Corentin MoutetSalah satu petenis paling kontroversial di liga putra, bersama rekan senegaranya Benoit Paire, unjuk gigi di babak pertama babak kualifikasi Argentina Open.

Menurut media lokal, dalam pertandingan yang kalah dari Mariano Navone tersebut, Moutet beberapa kali melakukan servis rendah, menghadap tribun penonton dan meminta sebotol Pepsi berukuran 1,5 liter, yang kemudian ia pamerkan di tengah lapangan seperti sebuah piala. dan mengakhiri penampilannya dengan menolak menyerah pada fisioterapis turnamen setelah meminta kehadirannya dari wasit.

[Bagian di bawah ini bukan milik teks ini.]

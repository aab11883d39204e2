//! Process control blocks and the PCB queue (component D).
//!
//! The donor walks a singly linked list of PCBs and mutates `currentOpCode`'s
//! value in place across quantum slices. Here the program is immutable
//! ([`crate::opcode::Program`]); each [`Pcb`] instead carries a `cursor` into
//! it and an optional `residual` tracking an in-progress `P` op's remaining
//! cycles across preemptions.

use crate::policy::SchedulingPolicy;

/// A process's lifecycle state (§3).
#[derive(Debug, Clone, Copy, PartialEq, Eq)]
pub enum ProcessState {
    /// Admitted but not yet initialized onto the ready queue.
    New,
    /// Eligible to be dispatched.
    Ready,
    /// Currently holding the CPU.
    Running,
    /// Waiting on an I/O interrupt.
    Blocked,
    /// Finished; terminal state.
    Exit,
}

/// One process control block.
#[derive(Debug, Clone)]
pub struct Pcb {
    /// Process identifier, assigned in program order starting at 0.
    pub pid: u32,
    /// Current lifecycle state.
    pub state: ProcessState,
    /// Index into the owning [`crate::opcode::Program`] of the next op to
    /// execute, or `None` once the process has run off the end of its program.
    pub cursor: Option<usize>,
    /// Estimated total CPU+I/O time remaining, in milliseconds, used by
    /// SJF-N and SRTF-P to rank processes.
    pub time_remaining_ms: u64,
    /// Cycles remaining on an in-progress `P` op that was preempted mid-run.
    /// `None` when the process is not in the middle of a `P` op.
    pub residual: Option<u32>,
}

impl Pcb {
    /// Creates a new PCB in the `New` state, positioned at `cursor` in its program.
    #[must_use]
    pub fn new(pid: u32, cursor: usize, time_remaining_ms: u64) -> Self {
        Self {
            pid,
            state: ProcessState::New,
            cursor: Some(cursor),
            time_remaining_ms,
            residual: None,
        }
    }
}

/// The collection of all PCBs in the simulation, in admission order.
#[derive(Debug, Clone, Default)]
pub struct PcbQueue {
    procs: Vec<Pcb>,
}

impl PcbQueue {
    /// Creates an empty queue.
    #[must_use]
    pub fn new() -> Self {
        Self::default()
    }

    /// Admits a new PCB, appending it in program order.
    pub fn admit(&mut self, pcb: Pcb) {
        self.procs.push(pcb);
    }

    /// Number of PCBs, regardless of state.
    #[must_use]
    pub fn len(&self) -> usize {
        self.procs.len()
    }

    /// Whether the queue holds no PCBs at all.
    #[must_use]
    pub fn is_empty(&self) -> bool {
        self.procs.is_empty()
    }

    /// Sets every PCB's state to `state`, used for the New→Ready transition.
    pub fn set_all(&mut self, state: ProcessState) {
        for pcb in &mut self.procs {
            pcb.state = state;
        }
    }

    /// Sorts the queue in place according to `policy`. FCFS variants leave
    /// admission order untouched; SJF-N and SRTF-P sort by ascending
    /// `time_remaining_ms`, with admission order as the tie-break.
    pub fn sort(&mut self, policy: SchedulingPolicy) {
        if !policy.reorders_queue() {
            return;
        }
        self.procs.sort_by(|a, b| a.time_remaining_ms.cmp(&b.time_remaining_ms));
    }

    /// Borrows the PCB at Vec index `i`.
    #[must_use]
    pub fn get(&self, i: usize) -> Option<&Pcb> {
        self.procs.get(i)
    }

    /// Mutably borrows the PCB at Vec index `i`.
    pub fn get_mut(&mut self, i: usize) -> Option<&mut Pcb> {
        self.procs.get_mut(i)
    }

    /// Finds a PCB by PID via linear scan. Needed because `sort` reorders
    /// the backing `Vec`, so a PID's index is not stable across a sort.
    pub fn pcb_mut_by_pid(&mut self, pid: u32) -> Option<&mut Pcb> {
        self.procs.iter_mut().find(|p| p.pid == pid)
    }

    /// Finds a PCB by PID via linear scan (read-only).
    #[must_use]
    pub fn pcb_by_pid(&self, pid: u32) -> Option<&Pcb> {
        self.procs.iter().find(|p| p.pid == pid)
    }

    /// True once every PCB has reached `Exit`.
    #[must_use]
    pub fn all_ended(&self) -> bool {
        self.procs.iter().all(|p| matches!(p.state, ProcessState::Exit))
    }

    /// True if any PCB is currently `Ready`.
    #[must_use]
    pub fn any_ready(&self) -> bool {
        self.procs.iter().any(|p| matches!(p.state, ProcessState::Ready))
    }

    /// Index of the first `Ready` PCB in current queue order, if any. After a
    /// `sort` this is the next process the policy would dispatch.
    #[must_use]
    pub fn next_ready_index(&self) -> Option<usize> {
        self.procs.iter().position(|p| matches!(p.state, ProcessState::Ready))
    }

    /// Iterates all PCBs in current queue order.
    pub fn iter(&self) -> impl Iterator<Item = &Pcb> {
        self.procs.iter()
    }

    /// Mutably iterates all PCBs in current queue order.
    pub fn iter_mut(&mut self) -> impl Iterator<Item = &mut Pcb> {
        self.procs.iter_mut()
    }
}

Moutet adalah pemain yang sama yang didiskualifikasi dari Adelaide pada Januari 2022 karena menghina wasit dan kemudian harus membayar denda $10,000 untuk perkelahian bersih dengan Adrian Andreev selama penantang di New Orleans.

Dua pemain tenis bertarung di depan net setelah saling menyapa di akhir pertandingan

Pada tahun 2020, pada pameran yang diselenggarakan oleh Patrick Mouratoglou di akademinya di selatan Prancis agar para pemain tenis bisa bermain di tengah pandemi, pemain Prancis itu kehilangan kesabaran.

Dia menendang raket tersebut, yang kemudian mendarat di tribun penonton. Dan saya tidak senang karenanya Dia mulai meninju salah satu kanvas di belakang lapangan di depan wajah hakim garis yang tercengang.. Dalam kompetisi yang sama, ia bahkan menyebut Apostolos Tsitsipas, ayah dari Stefanos Tsitsipas, sebagai “bodoh”.

Moutet menyebut Pastor Tsitsipas bodoh

Tidak ada media sosial

Para pemain memilih Moutet setelah kalah pertama di Buenos Aires dan Rio de Janeiro pada tahun 2020. Kemudian dia memutuskan untuk meninggalkan jejaring sosial. “Saya menerima banyak hinaan dan itulah sebabnya saya meninggalkan Twitter“.

Corentin Moutet kehilangan keberanian saat pertandingan eksibisi

Dalam kampanye yang sama, di Paris-Bercy Masters 1000 2020, ia didiskualifikasi sebelum bermain di putaran kedua setelah dinyatakan positif mengidap virus corona.